>>

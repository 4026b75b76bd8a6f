//! Textured globe: a point cloud sampled from an equirectangular land mask.
//!
//! Random texture coordinates are drawn; samples whose texel is dark (ocean)
//! are rejected, the rest are projected onto a sphere of radius
//! [`GLOBE_RADIUS`] and styled by the [`RegionTable`] entry covering their
//! latitude/longitude. The texture is loaded before generation and may be
//! missing; the generator then yields an empty cloud instead of failing.

use std::f64::consts::PI;

use drift_core::prng::RandomSource;
use drift_core::{EngineError, Field, PointCloud};
use glam::Vec3;
use log::{debug, warn};

use crate::region::RegionTable;

/// Random texture lookups per generation.
pub const GLOBE_SAMPLES: usize = 65_000;
/// Sphere radius in world units.
pub const GLOBE_RADIUS: f64 = 6.0;
/// Width of the brightness raster textures are resampled to.
pub const TEXTURE_WIDTH: u32 = 1024;
/// Height of the brightness raster textures are resampled to.
pub const TEXTURE_HEIGHT: u32 = 512;
/// Texels at or below this brightness are ocean.
pub const LAND_THRESHOLD: f64 = 20.0 / 255.0;

/// Load state of the land-mask texture.
#[derive(Debug, Clone, PartialEq)]
pub enum GlobeTexture {
    /// Not loaded yet.
    Pending,
    /// Brightness raster, row 0 at the north pole.
    Ready(Field),
    /// Loading failed; the reason is kept for diagnostics.
    Failed(String),
}

impl GlobeTexture {
    /// Decodes an image file into a [`TEXTURE_WIDTH`]×[`TEXTURE_HEIGHT`]
    /// brightness raster taken from the red channel.
    ///
    /// Never panics: decode and I/O errors produce [`GlobeTexture::Failed`].
    #[cfg(feature = "texture")]
    pub fn load(path: &std::path::Path) -> Self {
        match image::open(path) {
            Ok(img) => Self::from_image(&img),
            Err(e) => {
                warn!("globe texture {} failed to load: {e}", path.display());
                Self::Failed(e.to_string())
            }
        }
    }

    /// Resamples a decoded image into the brightness raster.
    #[cfg(feature = "texture")]
    pub fn from_image(img: &image::DynamicImage) -> Self {
        let resized = img
            .resize_exact(
                TEXTURE_WIDTH,
                TEXTURE_HEIGHT,
                image::imageops::FilterType::Triangle,
            )
            .to_rgb8();
        let data = resized
            .pixels()
            .map(|p| p.0[0] as f64 / 255.0)
            .collect();
        match Field::from_data(TEXTURE_WIDTH as usize, TEXTURE_HEIGHT as usize, data) {
            Ok(field) => Self::Ready(field),
            Err(e) => Self::Failed(e.to_string()),
        }
    }

    /// The raster, or `EngineError::Texture` saying why there is none.
    pub fn field(&self) -> Result<&Field, EngineError> {
        match self {
            Self::Ready(field) => Ok(field),
            Self::Pending => Err(EngineError::Texture("not loaded yet".into())),
            Self::Failed(reason) => Err(EngineError::Texture(reason.clone())),
        }
    }
}

/// Position on a sphere of `radius` for a latitude/longitude in degrees.
///
/// Longitude 0 faces +X and the texture seam (lon ±180) faces −X.
pub fn globe_point(lat: f64, lon: f64, radius: f64) -> Vec3 {
    let phi = (90.0 - lat) * PI / 180.0;
    let theta = (lon + 180.0) * PI / 180.0;
    Vec3::new(
        (-(radius * phi.sin() * theta.cos())) as f32,
        (radius * phi.cos()) as f32,
        (radius * phi.sin() * theta.sin()) as f32,
    )
}

/// Latitude and longitude in degrees of the direction of `p`.
///
/// Inverse of [`globe_point`]; longitude is normalised to [-180, 180]. The
/// zero vector maps to (0, 0).
pub fn lat_lon_of(p: Vec3) -> (f64, f64) {
    let n = p.as_dvec3().normalize_or_zero();
    if n == glam::DVec3::ZERO {
        return (0.0, 0.0);
    }
    let phi = n.y.clamp(-1.0, 1.0).acos();
    let theta = n.z.atan2(-n.x);
    let lat = 90.0 - phi.to_degrees();
    let mut lon = theta.to_degrees() - 180.0;
    if lon < -180.0 {
        lon += 360.0;
    }
    if lon > 180.0 {
        lon -= 360.0;
    }
    (lat, lon)
}

/// Samples the land mask `samples` times and returns the styled land points.
///
/// Output size varies with the land fraction and the regions' keep
/// probabilities. A pending or failed texture yields an empty cloud.
pub fn globe(
    texture: &GlobeTexture,
    regions: &RegionTable,
    samples: usize,
    rng: &mut dyn RandomSource,
) -> PointCloud {
    let field = match texture.field() {
        Ok(field) => field,
        Err(e) => {
            if matches!(texture, GlobeTexture::Pending) {
                debug!("globe: {e}, emitting no points");
            } else {
                warn!("globe: {e}, emitting no points");
            }
            return PointCloud::default();
        }
    };

    let mut cloud = PointCloud::with_capacity(samples / 4);
    for _ in 0..samples {
        let u = rng.next_f64();
        let v = rng.next_f64();
        if field.sample_uv(u, v) <= LAND_THRESHOLD {
            continue;
        }
        let lon = (u - 0.5) * 360.0;
        let lat = (v - 0.5) * 180.0;
        let region = regions.lookup(lat, lon);
        if !rng.chance(region.keep) {
            continue;
        }
        let scatter = Vec3::new(
            rng.jitter(region.scatter) as f32,
            rng.jitter(region.scatter) as f32,
            rng.jitter(region.scatter) as f32,
        );
        cloud.push_colored(
            globe_point(lat, lon, GLOBE_RADIUS) + scatter,
            region.color.to_linear(),
        );
    }
    debug!("globe: {} of {samples} samples kept", cloud.len());
    cloud
}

<<

About this task: Search the entries for the word "kept", then copy every line in which it is found.

Answer for this exercise:
    /// Loading failed; the reason is kept for diagnostics.
    debug!("globe: {} of {samples} samples kept", cloud.len());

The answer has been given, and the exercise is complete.